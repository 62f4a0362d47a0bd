//! The session context: one place that owns every collaborator.

use crate::api::{HttpBackend, StudioApi};
use crate::config::StudioConfig;
use crate::generate::Orchestrator;
use crate::mode::{GenerationMode, ModeNotice};
use crate::models::FavoriteEntry;
use crate::notify::ToastKind;
use crate::paths::AppPaths;
use crate::search::SearchController;
use crate::session::Session;
use crate::store::ClientStore;
use crate::tracker::JobTracker;
use crate::view::StudioView;
use crate::Result;
use log::{info, warn};
use std::path::PathBuf;
use std::sync::Arc;
use std::time::Duration;

/// Counters shown in the header. `None` means the backend did not answer.
#[derive(Debug, Clone, Default, PartialEq, Eq)]
pub struct Counters {
    pub total_videos: Option<u64>,
    pub active_providers: Option<usize>,
}

pub struct Studio {
    paths: AppPaths,
    config: StudioConfig,
    api: Arc<dyn StudioApi>,
    view: Arc<dyn StudioView>,
    store: Arc<ClientStore>,
    session: Arc<Session>,
    search: SearchController,
    orchestrator: Orchestrator,
}

impl Studio {
    /// Opens the store under `paths` and talks to the server named in `config`.
    pub fn open(paths: AppPaths, config: StudioConfig, view: Arc<dyn StudioView>) -> Result<Self> {
        let api: Arc<dyn StudioApi> = Arc::new(HttpBackend::from_config(&config)?);
        Self::with_api(paths, config, api, view)
    }

    pub fn with_api(
        paths: AppPaths,
        config: StudioConfig,
        api: Arc<dyn StudioApi>,
        view: Arc<dyn StudioView>,
    ) -> Result<Self> {
        paths.ensure_dirs()?;
        let store = Arc::new(ClientStore::open(paths.clone())?);
        let session = Arc::new(Session::new());
        let tracker = JobTracker::new(
            api.clone(),
            view.clone(),
            store.clone(),
            session.clone(),
            Duration::from_millis(config.poll_interval_ms.max(1)),
        );
        let search = SearchController::new(api.clone(), view.clone(), store.clone(), session.clone());
        let orchestrator = Orchestrator::new(
            api.clone(),
            view.clone(),
            store.clone(),
            session.clone(),
            tracker,
            config.clone(),
        );
        info!("studio ready at {}", paths.base_dir.display());

        Ok(Self {
            paths,
            config,
            api,
            view,
            store,
            session,
            search,
            orchestrator,
        })
    }

    pub fn paths(&self) -> &AppPaths {
        &self.paths
    }

    pub fn config(&self) -> &StudioConfig {
        &self.config
    }

    pub fn store(&self) -> &ClientStore {
        &self.store
    }

    pub fn session(&self) -> &Session {
        &self.session
    }

    pub fn search(&self) -> &SearchController {
        &self.search
    }

    pub fn generator(&self) -> &Orchestrator {
        &self.orchestrator
    }

    pub fn tracker(&self) -> &JobTracker {
        self.orchestrator.tracker()
    }

    pub fn set_async_mode(&self, enabled: bool) -> ModeNotice {
        self.announce(self.session.set_async_mode(enabled))
    }

    pub fn set_kie_mode(&self, enabled: bool) -> ModeNotice {
        self.announce(self.session.set_kie_mode(enabled))
    }

    /// Switches to `mode`. Nothing is announced when it was already active.
    pub fn select_mode(&self, mode: GenerationMode) -> Option<ModeNotice> {
        self.session
            .select_mode(mode)
            .map(|notice| self.announce(notice))
    }

    fn announce(&self, notice: ModeNotice) -> ModeNotice {
        self.view.notify(notice.kind, notice.message);
        notice
    }

    /// Stops the tracked job, if any.
    pub fn cancel_generation(&self) -> Result<bool> {
        self.tracker().cancel()
    }

    /// Video count and number of available AI providers. Failures are logged only.
    pub fn refresh_counters(&self) -> Counters {
        let total_videos = match self.api.stats() {
            Ok(n) => Some(n),
            Err(e) => {
                warn!("stats unavailable: {e}");
                None
            }
        };
        let active_providers = match self.api.ai_status() {
            Ok(status) => Some(status.values().filter(|up| **up).count()),
            Err(e) => {
                warn!("ai status unavailable: {e}");
                None
            }
        };
        Counters {
            total_videos,
            active_providers,
        }
    }

    pub fn set_night_mode(&self, enabled: bool) -> Result<()> {
        self.store.set_night_mode(enabled)?;
        self.announce_night_mode(enabled);
        Ok(())
    }

    pub fn toggle_night_mode(&self) -> Result<bool> {
        let enabled = self.store.toggle_night_mode()?;
        self.announce_night_mode(enabled);
        Ok(enabled)
    }

    fn announce_night_mode(&self, enabled: bool) {
        let message = if enabled {
            "تم تفعيل الوضع الليلي"
        } else {
            "تم تفعيل الوضع النهاري"
        };
        self.view.notify(ToastKind::Info, message);
    }

    pub fn remove_favorite(&self, index: usize) -> Result<Option<FavoriteEntry>> {
        let removed = self.store.remove_favorite(index)?;
        if removed.is_some() {
            self.view.notify(ToastKind::Info, "تم حذف الحديث من المفضلة");
        }
        Ok(removed)
    }

    pub fn export(&self, target: Option<PathBuf>) -> Result<PathBuf> {
        let path = self.store.export_to(target)?;
        self.view.notify(ToastKind::Success, "تم تصدير البيانات بنجاح");
        Ok(path)
    }
}

#[cfg(test)]
mod tests {
    use super::*;
    use crate::api::{
        AiPromptRequest, GenerateRequest, GeneratedPrompt, KieVideoRequest, PromptRequest,
    };
    use crate::models::{Hadith, JobSnapshot, VideoSource};
    use crate::view::ViewModel;
    use crate::StudioError;
    use std::collections::BTreeMap;
    use std::path::Path;

    struct StatusOnly {
        up: bool,
    }

    fn unused<T>() -> Result<T> {
        Err(StudioError::Validation("not scripted".to_string()))
    }

    impl StudioApi for StatusOnly {
        fn search(&self, _keyword: &str) -> Result<Vec<Hadith>> {
            unused()
        }

        fn generate(&self, _request: &GenerateRequest) -> Result<String> {
            unused()
        }

        fn generate_async(&self, _request: &GenerateRequest) -> Result<String> {
            unused()
        }

        fn job_status(&self, _job_id: &str) -> Result<JobSnapshot> {
            unused()
        }

        fn cancel_job(&self, _job_id: &str) -> Result<()> {
            unused()
        }

        fn generate_kie_video(&self, _request: &KieVideoRequest) -> Result<String> {
            unused()
        }

        fn generate_prompt(&self, _request: &PromptRequest) -> Result<String> {
            unused()
        }

        fn generate_ai_prompt(&self, _request: &AiPromptRequest) -> Result<GeneratedPrompt> {
            unused()
        }

        fn ai_status(&self) -> Result<BTreeMap<String, bool>> {
            if !self.up {
                return Err(StudioError::Offline("down".to_string()));
            }
            Ok(BTreeMap::from([
                ("openai".to_string(), true),
                ("gemini".to_string(), false),
                ("elevenlabs".to_string(), true),
            ]))
        }

        fn stats(&self) -> Result<u64> {
            if !self.up {
                return Err(StudioError::Timeout);
            }
            Ok(12)
        }

        fn download_video(&self, _video: &VideoSource, _dst: &Path) -> Result<u64> {
            unused()
        }
    }

    fn studio(up: bool) -> (tempfile::TempDir, Arc<ViewModel>, Studio) {
        let dir = tempfile::tempdir().expect("tempdir");
        let view = Arc::new(ViewModel::new());
        let studio = Studio::with_api(
            AppPaths::new(dir.path().to_path_buf()),
            StudioConfig::default(),
            Arc::new(StatusOnly { up }),
            view.clone(),
        )
        .expect("studio");
        (dir, view, studio)
    }

    #[test]
    fn counters_count_available_providers() {
        let (_dir, _view, studio) = studio(true);
        assert_eq!(
            studio.refresh_counters(),
            Counters {
                total_videos: Some(12),
                active_providers: Some(2),
            }
        );
    }

    #[test]
    fn counter_failures_are_silent() {
        let (_dir, view, studio) = studio(false);
        assert_eq!(studio.refresh_counters(), Counters::default());
        assert!(view.toasts().is_empty());
        assert!(view.snapshot().errors.is_empty());
    }

    #[test]
    fn mode_toggles_are_announced() {
        let (_dir, view, studio) = studio(true);
        studio.set_async_mode(true);
        studio.set_kie_mode(true);
        assert_eq!(studio.session().mode(), GenerationMode::Kie);

        let kinds: Vec<ToastKind> = view.toasts().iter().map(|t| t.kind).collect();
        assert_eq!(kinds, vec![ToastKind::Info, ToastKind::Success]);
    }

    #[test]
    fn selecting_the_current_mode_is_not_announced() {
        let (_dir, view, studio) = studio(true);
        assert_eq!(studio.select_mode(GenerationMode::Sync), None);
        assert!(view.toasts().is_empty());

        assert!(studio.select_mode(GenerationMode::Async).is_some());
        assert!(studio.select_mode(GenerationMode::Async).is_none());
        assert_eq!(view.toasts().len(), 1);
    }

    #[test]
    fn night_mode_persists_across_reopen() {
        let dir = tempfile::tempdir().expect("tempdir");
        let paths = AppPaths::new(dir.path().to_path_buf());
        {
            let studio = Studio::with_api(
                paths.clone(),
                StudioConfig::default(),
                Arc::new(StatusOnly { up: true }),
                Arc::new(ViewModel::new()),
            )
            .expect("studio");
            assert!(studio.toggle_night_mode().expect("toggle"));
        }
        let studio = Studio::with_api(
            paths,
            StudioConfig::default(),
            Arc::new(StatusOnly { up: true }),
            Arc::new(ViewModel::new()),
        )
        .expect("studio");
        assert!(studio.store().night_mode());
    }

    #[test]
    fn cancel_with_nothing_tracked_is_quiet() {
        let (_dir, view, studio) = studio(true);
        assert!(!studio.cancel_generation().expect("cancel"));
        assert!(view.toasts().is_empty());
    }
}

# # # # #

● Goal of the exercise
Up to and including the line with "use std::time::Duration;", repeat the data exactly, starting from its first line; nothing else belongs in the response.

● Task solution
repository 62f4a0362d47a0bd
//! The session context: one place that owns every collaborator.

use crate::api::{HttpBackend, StudioApi};
use crate::config::StudioConfig;
use crate::generate::Orchestrator;
use crate::mode::{GenerationMode, ModeNotice};
use crate::models::FavoriteEntry;
use crate::notify::ToastKind;
use crate::paths::AppPaths;
use crate::search::SearchController;
use crate::session::Session;
use crate::store::ClientStore;
use crate::tracker::JobTracker;
use crate::view::StudioView;
use crate::Result;
use log::{info, warn};
use std::path::PathBuf;
use std::sync::Arc;
use std::time::Duration;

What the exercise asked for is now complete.